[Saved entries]
/---
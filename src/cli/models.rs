//! models 子命令：列出本地 Ollama 模型

use crate::config::load_config;
use crate::llm::{supports_tools, OllamaClient};

/// 列表总是实时从 /api/tags 拉取，--refresh 仅为接口兼容保留
pub async fn models_command(_refresh: bool) -> anyhow::Result<()> {
    let cfg = load_config(None).unwrap_or_default();
    let client = OllamaClient::new(
        &cfg.provider.base_url,
        &cfg.provider.model,
        cfg.provider.api_key.as_deref(),
    );

    if !client.check_connection().await {
        eprintln!("Error: Cannot connect to Ollama");
        eprintln!("Make sure Ollama is running: ollama serve");
        anyhow::bail!("inference server unreachable at {}", cfg.provider.base_url);
    }

    let models = client.list_models().await.unwrap_or_default();
    if models.is_empty() {
        println!("No models found");
        println!("Download a model: ollama pull llama3");
        return Ok(());
    }

    println!("Available Ollama models (tool-capable marked with *):");
    for model in &models {
        let marker = if supports_tools(model) { " *" } else { "" };
        println!("  {}{}", model, marker);
    }
    println!("\nUsing model: {}", cfg.provider.model);
    Ok(())
}
//! Mock Chat 客户端（测试用，无需 Ollama）
//!
//! 按脚本顺序返回预置回复，耗尽后回显最后一条用户消息，便于驱动回合执行器测试。

use std::collections::VecDeque;
use std::sync::Mutex;

use async_trait::async_trait;

use crate::core::AgentError;
use crate::llm::{ChatClient, ChatReply};
use crate::session::{Message, Role};
use crate::tools::ToolSpec;

/// Mock 客户端：脚本化回复队列
#[derive(Debug, Default)]
pub struct MockChatClient {
    replies: Mutex<VecDeque<ChatReply>>,
}

impl MockChatClient {
    pub fn new() -> Self {
        Self::default()
    }

    /// 预置一批回复，chat 按顺序弹出
    pub fn with_replies(replies: Vec<ChatReply>) -> Self {
        Self {
            replies: Mutex::new(replies.into()),
        }
    }

    pub fn push_reply(&self, reply: ChatReply) {
        self.replies
            .lock()
            .expect("mock reply lock poisoned")
            .push_back(reply);
    }
}

#[async_trait]
impl ChatClient for MockChatClient {
    async fn chat(
        &self,
        messages: &[Message],
        _tools: Option<&[ToolSpec]>,
    ) -> Result<ChatReply, AgentError> {
        if let Some(reply) = self
            .replies
            .lock()
            .expect("mock reply lock poisoned")
            .pop_front()
        {
            return Ok(reply);
        }
        let last_user = messages
            .iter()
            .rev()
            .find(|m| m.role == Role::User)
            .map(|m| m.content.as_str())
            .unwrap_or("(no input)");
        Ok(ChatReply {
            content: format!("Echo from Mock: {}", last_user),
            tool_calls: Vec::new(),
        })
    }
}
\---
DIRECTIONS FOR THIS TASK: Select the lines from the entries that include the word "messages".

EXPECTED ANSWER:
        messages: &[Message],
        let last_user = messages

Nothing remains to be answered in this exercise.